Sans doute la croissance de l’abstention est-elle devenue, au fil des ans et des élections, une tendance de plus en plus lourde, en France comme dans d’autres pays occidentaux. Mais elle tranche tout de même avec deux constantes que l’on pouvait observer jusqu’à présent dans l’Hexagone. La première était une passion forte pour la politique, volontiers brouillonne sans doute, pas toujours très solidement argumentée, mais enfin, oui, une passion. La seconde était un vif intérêt pour l’élection du chef de l’Etat, depuis qu’avec la révision constitutionnelle de 1962 le général de Gaulle en avait remis la clef au suffrage universel.
Depuis, cette élection, considérée comme la „mère de toutes les batailles“, réveille traditionnellement, même en période de relative atonie de la vie publique, le goût des Français pour la chose publique et son cortège d’affiches, de réunions, de débats télévisés et d’apostrophes véhémentes. Or cette année, force est de constater qu’il n’en est rien, ou presque.
Les frissons d’antan
Sans doute les meetings des principaux candidats continuent-ils d’attirer du monde; mais dans un climat blasé ou chacun vient surtout vérifier qu’il ressemble bien à son voisin idéologique, cependant que les journalistes qui s’y pressent guettent, le plus souvent en vain, la petite phrase qui sera reprise sur Internet et dans les journaux, ou parfois, comme une gâterie, l’incident de séance. Mais où sont passés les frissons d’émotion d’antan?
De sorte que le taux d’abstention que les sondages laissent prévoir pour ce dimanche 10 avril du premier tour risque, avec quelque 30% des inscrits, d’être le plus fort enregistré pour l’élection présidentielle sous la Ve République.

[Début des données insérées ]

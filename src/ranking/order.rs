// Copyright 2025-present Harīṣh Tummalachērla
// SPDX-License-Identifier: Apache-2.0

//! The rank comparator behind the ranked segment tree.
//!
//! The tree is built over word indices `[0, n)`, not over rank values. Each
//! node holds the index of the best-ranked word below it, so a range query
//! answers *which* word wins, not just its rank. `RankOrder` owns the rank
//! vector and is the only thing that looks inside it.

use std::cmp::Ordering;

use super::segment_tree::Combine;

/// Picks the lower-ranked of two word indices; equal ranks go to the lower index.
#[derive(Debug, Clone, PartialEq)]
pub struct RankOrder {
    ranks: Vec<f64>,
}

impl RankOrder {
    pub fn new(ranks: Vec<f64>) -> Self {
        Self { ranks }
    }

    pub fn ranks(&self) -> &[f64] {
        &self.ranks
    }

    pub fn into_ranks(self) -> Vec<f64> {
        self.ranks
    }

    #[inline]
    pub fn rank(&self, idx: usize) -> f64 {
        self.ranks[idx]
    }

    /// Heap key for `idx`: rank first, then index, matching [`Combine::combine`].
    #[inline]
    pub fn key(&self, idx: usize) -> (f64, usize) {
        (self.ranks[idx], idx)
    }
}

impl Combine<usize> for RankOrder {
    #[inline]
    fn combine(&self, left: usize, right: usize) -> usize {
        match self.ranks[left].partial_cmp(&self.ranks[right]) {
            Some(Ordering::Less) => left,
            Some(Ordering::Greater) => right,
            _ => left.min(right),
        }
    }
}
//! Prefix query soundness and completeness.
//!
//! Verifies that:
//! 1. `find_words("")` returns the whole vocabulary in code point order
//! 2. every returned word starts with the prefix (soundness)
//! 3. every matching input word is returned exactly once (completeness)
//! 4. ids stay attached to their words after sorting

use super::common::{assert_index_well_formed, brute_force_prefix};
use fastcomplete::CompletionIndex;
use proptest::prelude::*;

// ============================================================================
// STRATEGIES
// ============================================================================

/// Short words over a small alphabet, so prefixes collide often.
fn word_strategy() -> impl Strategy<Value = String> {
    prop::string::string_regex("[a-d]{1,6}").unwrap()
}

/// Words with multi-byte characters mixed in.
fn unicode_word_strategy() -> impl Strategy<Value = String> {
    prop::string::string_regex("[aéz日]{1,4}").unwrap()
}

fn vocabulary_strategy() -> impl Strategy<Value = Vec<String>> {
    prop_oneof![
        4 => prop::collection::vec(word_strategy(), 0..40),
        1 => prop::collection::vec(unicode_word_strategy(), 0..20),
    ]
}

fn prefix_strategy() -> impl Strategy<Value = String> {
    prop::string::string_regex("[a-dé日]{0,4}").unwrap()
}

// ============================================================================
// PROPERTIES
// ============================================================================

proptest! {
    /// Property: the empty prefix lists every word, sorted.
    #[test]
    fn prop_empty_prefix_returns_everything(words in vocabulary_strategy()) {
        let index = CompletionIndex::from_words(words.clone()).unwrap();
        assert_index_well_formed(&index);

        let mut expected: Vec<&str> = words.iter().map(String::as_str).collect();
        expected.sort_unstable();
        prop_assert_eq!(index.find_words(""), expected);
    }

    /// Property: results equal the brute-force filter, in order.
    #[test]
    fn prop_find_words_matches_oracle(
        words in vocabulary_strategy(),
        prefix in prefix_strategy(),
    ) {
        let index = CompletionIndex::from_words(words.clone()).unwrap();
        let input: Vec<&str> = words.iter().map(String::as_str).collect();

        let found = index.find_words(&prefix);
        for word in &found {
            prop_assert!(word.starts_with(prefix.as_str()), "{:?} does not start with {:?}", word, prefix);
        }
        prop_assert_eq!(&found, &brute_force_prefix(&input, &prefix));
        prop_assert_eq!(index.count_prefix(&prefix), found.len());
    }

    /// Property: a prefix of a stored word always finds that word.
    #[test]
    fn prop_every_word_finds_itself(words in prop::collection::vec(word_strategy(), 1..30)) {
        let index = CompletionIndex::from_words(words.clone()).unwrap();
        for word in &words {
            for cut in (1..=word.len()).filter(|&c| word.is_char_boundary(c)) {
                prop_assert!(index.find_words(&word[..cut]).contains(&word.as_str()));
            }
        }
    }

    /// Property: ids follow their words through the sort.
    #[test]
    fn prop_ids_stay_attached(
        words in prop::collection::vec(word_strategy(), 0..30),
        prefix in prefix_strategy(),
    ) {
        let entries: Vec<(String, usize)> = words.iter().cloned().enumerate().map(|(i, w)| (w, i)).collect();
        let index = CompletionIndex::from_words_with_ids(entries).unwrap();
        assert_index_well_formed(&index);

        for (word, &id) in index.find_words_with_ids(&prefix).unwrap() {
            prop_assert_eq!(word, words[id].as_str());
        }
    }

    /// Property: any single-character separator that no word uses works the same.
    #[test]
    fn prop_custom_separator_same_results(
        words in prop::collection::vec(word_strategy(), 0..30),
        prefix in prefix_strategy(),
        separator in prop::sample::select(vec!["|", "#", "§", "\u{1F600}"]),
    ) {
        use fastcomplete::{BuildRequest, CompletionsConfig};

        let config = CompletionsConfig::default().with_separator(separator).unwrap();
        let custom: CompletionIndex =
            CompletionIndex::build_with(BuildRequest::Words(words.clone()), &config).unwrap();
        let default = CompletionIndex::from_words(words).unwrap();
        assert_index_well_formed(&custom);
        prop_assert_eq!(custom.find_words(&prefix), default.find_words(&prefix));
    }
}
// Copyright 2025-present Harīṣh Tummalachērla
// SPDX-License-Identifier: Apache-2.0

//! Binary min-heap over `(id, priority)` pairs.
//!
//! Ids and priorities live in two parallel dense vectors instead of a vector
//! of pairs, so sifting compares priorities without touching the ids. The
//! heap grows as needed and never allocates per node.
//!
//! ```text
//! position:    0   1   2   3   4
//! ids:        [c,  a,  e,  b,  d]
//! priorities: [1,  3,  2,  7,  4]
//!
//! parent(i) = (i - 1) / 2     children(i) = 2i + 1, 2i + 2
//! ```

/// Min-heap keyed by `P`. The smallest priority pops first.
#[derive(Debug, Clone)]
pub struct PriorityQueue<I, P = f64> {
    ids: Vec<I>,
    priorities: Vec<P>,
}

impl<I, P> Default for PriorityQueue<I, P> {
    fn default() -> Self {
        Self {
            ids: Vec::new(),
            priorities: Vec::new(),
        }
    }
}

impl<I, P: PartialOrd + Copy> PriorityQueue<I, P> {
    pub fn new() -> Self {
        Self::default()
    }

    pub fn with_capacity(capacity: usize) -> Self {
        Self {
            ids: Vec::with_capacity(capacity),
            priorities: Vec::with_capacity(capacity),
        }
    }

    pub fn len(&self) -> usize {
        self.ids.len()
    }

    pub fn is_empty(&self) -> bool {
        self.ids.is_empty()
    }

    /// Insert `id` and sift it up. O(log n).
    pub fn push(&mut self, id: I, priority: P) {
        let mut pos = self.ids.len();
        self.ids.push(id);
        self.priorities.push(priority);

        while pos > 0 {
            let parent = (pos - 1) >> 1;
            if priority >= self.priorities[parent] {
                break;
            }
            self.swap(pos, parent);
            pos = parent;
        }
    }

    /// Remove and return the id with the smallest priority. O(log n).
    pub fn pop(&mut self) -> Option<I> {
        let last = self.ids.len().checked_sub(1)?;
        self.swap(0, last);
        self.priorities.pop();
        let top = self.ids.pop();
        self.sift_down(0);
        top
    }

    /// Id with the smallest priority, without removing it.
    pub fn peek(&self) -> Option<&I> {
        self.ids.first()
    }

    /// Smallest priority, without removing it.
    pub fn peek_priority(&self) -> Option<P> {
        self.priorities.first().copied()
    }

    pub fn clear(&mut self) {
        self.ids.clear();
        self.priorities.clear();
    }

    /// Release capacity beyond the current length.
    pub fn shrink_to_fit(&mut self) {
        self.ids.shrink_to_fit();
        self.priorities.shrink_to_fit();
    }

    fn sift_down(&mut self, mut pos: usize) {
        let len = self.ids.len();
        loop {
            let left = (pos << 1) + 1;
            if left >= len {
                break;
            }
            // Right child wins only when strictly smaller.
            let right = left + 1;
            let best = if right < len && self.priorities[right] < self.priorities[left] {
                right
            } else {
                left
            };
            if self.priorities[best] >= self.priorities[pos] {
                break;
            }
            self.swap(pos, best);
            pos = best;
        }
    }

    #[inline]
    fn swap(&mut self, a: usize, b: usize) {
        self.ids.swap(a, b);
        self.priorities.swap(a, b);
    }
}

Ce chiffre n’était que de 20,5% pour l’élection de François Hollande en 2012, et de 22,2% pour celle d’Emmanuel Macron en 2017.
Cette situation, qui tracasse très fortement les états-majors électoraux, est d’autant plus préoccupante sur le fond, les Français assurent rester très attachés à cette faculté qui leur a été donnée voici soixante ans de choisir eux-mêmes leur chef d’État. Et que l’élection présidentielle est traditionnellement le scrutin qui mobilise le plus les électeurs … Ce n’est donc apparemment pas le mode de scrutin qui, dans son principe, fait fuir les électeurs – mais alors, de quoi s’agit-il ?
Pourquoi?
La première cause pourrait bien être celle qui est le moins susceptible d’être reconnu par l’ensemble de la classe politique: la relative médiocrité de l’offre électorale. Sans doute M. Macron n’est-il pas un personnage „médiocre“; mais enfin, il n’est pas non plus de ceux qui déclenchent les grandes passions politiques. Et ses adversaires de l’opposition pas davantage, en dehors de personnalités qui brillent surtout par leur extrémisme tribunitien, comme Jean-Luc Mélenchon et Eric Zemmour.
Deuxième cause possible de ce désamour pour l’élection des 10 et 24 avril: le sentiment qu’entre la pandémie du Covid et l’invasion russe en Ukraine, sans parler d’innombrables circonstances où le pouvoir français doit au mieux ruser, au pire plier, avec les décisions de Bruxelles, les vrais enjeux du monde, et même tout simplement de la vie quotidienne des Français, ne se jouent plus du tout à l’Elysée. D’ailleurs, le locataire sortant du palais présidentiel s’est au mieux résigné, au pire employé, à réduire à presque rien la campagne devant conduire à son éventuelle reconduction.
A quoi s’ajoute l’idée que si les présidents passent, les problèmes demeurent – intacts, hélas!, pensent beaucoup d’électeurs. Ce qui incite nombre d’entre eux, y compris jeunes, à se poser cette triste question: „Voter, à quoi bon?“ Et puis il reste peut-être aussi, dans cette distanciation croissante des électeurs à l’égard de la politique, une question que la Ve République ne pourra sans doute pas éluder éternellement: celui de la représentation parlementaire des minorités, parfois considérables, en particulier à l’extrême droite, quasiment privées de députés par le système majoritaire.
Ce pourrait certes être une raison supplémentaire, pour les électeurs lassés d’un système qui a eu son heure de gloire mais qui affiche aujourd’hui ses limites, de renouer avec la politique. Mais les estimations actuelles n’en donnent guère l’espoir.